In tandem with the Trump administration’s decision last week to expand exemptions from the Affordable Care Act’s contraceptive coverage mandate, US Attorney General Jeff Sessions issued a guidance memo on Friday instructing federal agencies on how to interpret and apply federal laws regarding freedom of religion. The main takeaway from the broad but ambiguously worded guidance is that employers are to be granted the discretion to make hiring decisions based on their religious beliefs, BuzzFeed reported:
The guidance memo, which avoided mentioning pending cases by name but did refer to the ongoing controversy over contraception coverage in Obamacare, directs federal agencies to observe 20 “principles of religious liberty.” Among them, it says that religious employers are entitled to hire only workers whose beliefs and conduct are “consistent with the employer’s’ religious beliefs” — a directive adopted under former President George W. Bush — and that some of the legal principles extend “not just to individuals, but also to organizations, associations, and at least some for-profit corporations.”

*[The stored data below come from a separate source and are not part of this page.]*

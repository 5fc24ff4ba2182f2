/*
[INPUT]:  Venue and symbol (defaults to the TESTEX/FOOBAR practice pair)
[OUTPUT]: Heartbeat, stock list, quote and orderbook printed to stdout
[POS]:    Examples - public market data queries
[UPDATE]: When adding new market data endpoints
*/

use xfighter::*;

/// Example: Query market data for a venue.
///
/// Reads `XFIGHTER_API_KEY` / `XFIGHTER_BASE_URL` from the environment.
#[tokio::main]
async fn main() {
    println!("=== Xfighter Market Data Example ===\n");

    let client = match XfighterClient::with_config(ClientConfig::from_env()) {
        Ok(c) => c,
        Err(e) => {
            eprintln!("Failed to create client: {}", e);
            return;
        }
    };

    let venue = "TESTEX";
    let symbol = "FOOBAR";

    match client.heartbeat().await {
        Ok(up) => println!("API up: {}", up),
        Err(e) => println!("✗ Heartbeat error: {}", e),
    }

    match client.venue_heartbeat(venue).await {
        Ok(up) => println!("{} up: {}", venue, up),
        Err(e) => println!("✗ Venue heartbeat error: {}", e),
    }

    println!("\nListing stocks on {}...", venue);
    match client.stocks(venue).await {
        Ok(symbols) => println!("✓ Stocks: {:?}", symbols.symbols),
        Err(e) => println!("✗ Error: {}", e),
    }

    println!("\nQuerying quote for {}...", symbol);
    match client.quote(venue, symbol).await {
        Ok(quote) => println!("✓ Quote: {:?} (spread {:?})", quote, quote.spread()),
        Err(e) => println!("✗ Error: {}", e),
    }

    println!("\nQuerying orderbook for {}...", symbol);
    match client.orderbook(venue, symbol).await {
        Ok(book) => println!(
            "✓ Orderbook: {} bids, {} asks",
            book.bids.len(),
            book.asks.len()
        ),
        Err(e) => println!("✗ Error: {}", e),
    }
}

Several rights groups immediately expressed concern that the guidance effectively opened the door for employers to discriminate against women and LGBT employees:
The Human Rights Campaign, the country’s largest LGBT group, issued a statement calling the guidance a “sweeping license to discriminate that puts millions of LGBTQ Americans at risk.” … Louise Melling, deputy legal director at the American Civil Liberties Union, was still reviewing the guidance early Friday afternoon. But she told BuzzFeed News she was concerned it prioritizes employers over the individuals nondiscrimination policies are designed to protect — such as women seeking contraception coverage and LGBT workers.
“This guidance has principles that, in myriad ways, would allow religious freedom to be used to harm others,” she told BuzzFeed News, citing a provision that says harm to a third party doesn’t neutralize an entity’s religious defense. “You could imagine an employer arguing that the Religious Freedom Restoration Act allows them to not comply with a policy barring discrimination on the basis of sexual orientation and gender identity.”
These concerns are based in other decisions Sessions’ Justice Department has made in recent months, including its interventions in two federal discrimination cases, arguing in one that LGBT employees enjoy no protection under Title VII of the 1964 Civil Rights Act and in the other that a Colorado baker was within his rights to refuse to provide a cake for a same-sex wedding. Last week, in a decision timed to coincide with the contraceptive mandate rollback and the new guidance, Sessions reversed a policy adopted by the Obama administration stating that transgender employees were protected against discrimination under the Civil Rights Act, BuzzFeed reported on Thursday:
Sessions’ directive, obtained by BuzzFeed News, says, “Title VII’s prohibition on sex discrimination encompasses discrimination between men and women but does not encompass discrimination based on gender identity per se, including transgender status.” It adds that the government will take this position in pending and future matters, which could have far-reaching implications across the federal government and may result in the Justice Department fighting against transgender workers in court. …
But Sharon McGowan, a former lawyer in the Justice Department’s Civil Rights Division and now an attorney for the LGBT group Lambda Legal, countered that Sessions is ignoring a widespread trend in federal courts. “It’s ironic for them to say this is law, and not policy,” McGowan told BuzzFeed News. “The memo is devoid of discussion of the way case law has been developing in this area for the last few years. It demonstrates that this memo is not actually a reflection of the law as it is — it’s a reflection of what the DOJ wishes the law were.”
Employers unsure what to make of this shift in federal policy may be wise not to withdraw protections they have already added to their employee handbooks for transgender workers, Monte Grix, attorney in the Santa Monica, Calif., office of Hirschfeld Kraemer LLP, tells SHRM’s Kathy Gurchiek:
“For one, aside from California, 18 other states and the District of Columbia bar employment discrimination on the basis of gender identity. So employers need to be mindful of what jurisdictions they are doing business in,” he said.
“Additionally, … the letter does set the policy of the Department of Justice and other federal agencies, but it sets no legal precedent. Moreover, the federal outlook for transgender employment protections is far from settled.” It would be prudent, Grix advised, to take “a wait-and-see-approach.”